The definition of the topical route of administration sometimes states that both the application location and the pharmacodynamic effect thereof is local.

In other cases, topical is defined as applied to a localized area of the body or to the surface of a body part regardless of the location of the effect. By this definition, topical administration also includes transdermal application, where the substance is administered onto the skin but is absorbed into the body to attain systemic distribution.
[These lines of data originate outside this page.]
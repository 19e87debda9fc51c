use chrono::{DateTime, Utc};
use rust_decimal::Decimal;
use sea_orm::entity::prelude::*;
use serde::{Deserialize, Serialize};
use uuid::Uuid;

/// An issued ticket. Immutable once created; one row per purchased unit.
/// `transaction_id` links back to the reservation that paid for it and
/// `unit_index` disambiguates units of one transaction.
#[derive(Clone, Debug, PartialEq, Eq, DeriveEntityModel, Serialize, Deserialize)]
#[sea_orm(table_name = "tickets")]
pub struct Model {
    #[sea_orm(primary_key, auto_increment = false)]
    pub id: Uuid,
    pub buyer_id: Uuid,
    pub event_id: Uuid,
    pub transaction_id: String,
    pub unit_index: i32,
    pub ticket_kind: String,
    pub unit_price: Decimal,
    pub holder_name: Option<String>,
    pub holder_email: Option<String>,
    pub qr_payload: String,
    pub issued_at: DateTime<Utc>,
}

#[derive(Copy, Clone, Debug, EnumIter, DeriveRelation)]
pub enum Relation {
    #[sea_orm(
        belongs_to = "super::event::Entity",
        from = "Column::EventId",
        to = "super::event::Column::Id"
    )]
    Event,
}

impl Related<super::event::Entity> for Entity {
    fn to() -> RelationDef {
        Relation::Event.def()
    }
}

impl ActiveModelBehavior for ActiveModel {}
If defined strictly as having local effect, the topical route of administration can also include enteral administration of medications that are poorly absorbable by the gastrointestinal tract. One such medication is the antibiotic vancomycin, which cannot be absorbed in the gastrointestinal tract and is used orally only as a treatment for Clostridioides difficile colitis.

== Choice of routes ==
The choice of routes of drug administration is governed by various factors:

- Physical and chemical properties of the drug. The physical properties are solid, liquid and gas. The chemical properties are solubility, stability, pH, irritancy, etc.
- Site of desired action: the action may be localised and approachable or generalised and not approachable.
- Rate of extent of absorption of the drug from different routes.
- Effect of digestive juices and the first pass metabolism of drugs.
- Condition of the patient.

In acute situations, in emergency medicine and intensive care medicine, drugs are most often given intravenously. This is the most reliable route, as in acutely ill patients the absorption of substances from the tissues and from the digestive tract can often be unpredictable due to altered blood flow or bowel motility.

===Convenience===
Enteral routes are generally the most convenient for the patient, as no punctures or sterile procedures are necessary. Enteral medications are therefore often preferred in the treatment of chronic disease. However, some drugs can not be used enterally because their absorption in the digestive tract is low or unpredictable. Transdermal administration is a comfortable alternative; there are, however, only a few drug preparations that are suitable for transdermal administration.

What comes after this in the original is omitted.